Chinese, Japanese and Korean steelmakers are also scrutinising the venture. Page 1
--Federal Resources Minister Martin Ferguson, who has been discussing tax with the resources industry, has reported that 'feedback from the industry is that it is not who collects the tax but what the tax take is.' The Henry tax review is expected to recommend that the myriad of state based royalties be replaced by a resource rent tax. The Minerals Council of Australia requested any change to taxation be internationally competitive, efficient and equitable. Page 5
--On Monday, Deputy Prime Minister Julia Gillard announced a A$14 million taskforce to investigate alleged irregularities in the Building the Education Revolution program. Andrew Barr, Australian Capital Territory (ACT) Education Minister, said costs in the ACT met industry standard costs. In Queensland, auditors PricewaterhouseCoopers reported that value for money was being achieved. In New South Wales, the program was being reviewed by both the auditor-general and consulting and advisory firm Deloitte.

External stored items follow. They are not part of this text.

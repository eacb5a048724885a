//! Glue for a board crate: USB identity and the long running tasks that connect the mapper to the
//! HID endpoint and the settings store.

use embassy_sync::blocking_mutex::raw::RawMutex;
use embassy_usb::{
    driver::{Driver, EndpointIn},
    Builder,
};
use embedded_storage::nor_flash::NorFlash;

use crate::{
    hid::HidWriter,
    input::InputChannel,
    key_reporter::Reporter,
    mapper::{Mapper, MapperChannel},
    settings::SettingsStore,
    usb::{Configurator, State, MAX_REPORT_LEN, TRACKBALL_REPORT_DESC},
};

pub type TrackballHidWriter<'d, D> = HidWriter<<D as Driver<'d>>::EndpointIn, MAX_REPORT_LEN>;

/// How the trackball presents itself to the host.
pub struct UsbIdentity {
    pub vendor_id: u16,
    pub product_id: u16,
    pub manufacturer: &'static str,
    pub product: &'static str,
    pub serial_number: &'static str,
    pub max_power: u16,
}
impl UsbIdentity {
    pub fn usb_config(&self) -> embassy_usb::Config<'static> {
        let mut conf = embassy_usb::Config::new(self.vendor_id, self.product_id);
        conf.manufacturer = Some(self.manufacturer);
        conf.product = Some(self.product);
        conf.serial_number = Some(self.serial_number);
        conf.max_power = self.max_power;
        conf
    }

    pub fn usb_configurator<'d>(&self) -> Configurator<'d> {
        Configurator::new(self.usb_config())
    }

    pub fn hid_iface<'d, D: Driver<'d>>(
        &self,
        usb_config: &Configurator<'d>,
        hid_state: &'d mut State<'d>,
        mut usb_builder: Builder<'d, D>,
    ) -> (TrackballHidWriter<'d, D>, Builder<'d, D>) {
        let writer = usb_config.add_iface::<_, MAX_REPORT_LEN>(
            &mut usb_builder,
            &TRACKBALL_REPORT_DESC,
            hid_state,
        );
        (writer, usb_builder)
    }
}

/// Feed input events through the mapper forever. An exit request releases everything that is
/// held and the mapper carries on.
pub async fn run_mapper<
    const N: usize,
    const L: usize,
    M: RawMutex,
    const REPORT_BUFFER_SIZE: usize,
    const INPUT_BUFFER_SIZE: usize,
>(
    mapper: &mut Mapper<'_, N, L, M, REPORT_BUFFER_SIZE>,
    input_channel: &InputChannel<M, INPUT_BUFFER_SIZE>,
) -> ! {
    loop {
        let msg = mapper.run(input_channel).await;
        crate::debug!("mapper stopped {:?}", msg);
    }
}

/// Forward mapper events to the USB HID endpoint.
pub async fn run_reporter<E: EndpointIn, M: RawMutex, const REPORT_BUFFER_SIZE: usize>(
    mapper_channel: &MapperChannel<M, REPORT_BUFFER_SIZE>,
    reporter: &mut Reporter<E>,
) -> ! {
    reporter.ready().await;
    loop {
        reporter.report(mapper_channel.receive().await).await;
    }
}

/// Persist settings changed by the mapper.
pub async fn run_settings<
    F: NorFlash,
    M: RawMutex,
    const BASE: u32,
    const SIZE: u32,
    const REPORT_BUFFER_SIZE: usize,
>(
    mapper_channel: &MapperChannel<M, REPORT_BUFFER_SIZE>,
    store: &mut SettingsStore<'_, F, BASE, SIZE>,
) -> ! {
    loop {
        let settings = mapper_channel.settings().wait().await;
        match store.save(settings) {
            Ok(()) => crate::debug!("saved {:?}", settings),
            Err(err) => crate::warn!("failed to save settings: {:?}", err),
        }
    }
}

#[cfg(test)]
#[path = "trackball_test.rs"]
mod test;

Page 7
THE AUSTRALIAN (www.theaustralian.news.com.au)
--The Cooper review into superannuation is planning to require superannuation funds to offer a low-cost fund called MySuper. According to a confidential discussion paper leaked this week, the Federal Government will not establish a separate super fund but instead introduce MySuper, which lowers fees by giving members limited flexibility and reduced levels of disclosure. 'Members do not inadvertently pay for 'bells and whistles' they either don't want or don't know about,' the document says. Page 1.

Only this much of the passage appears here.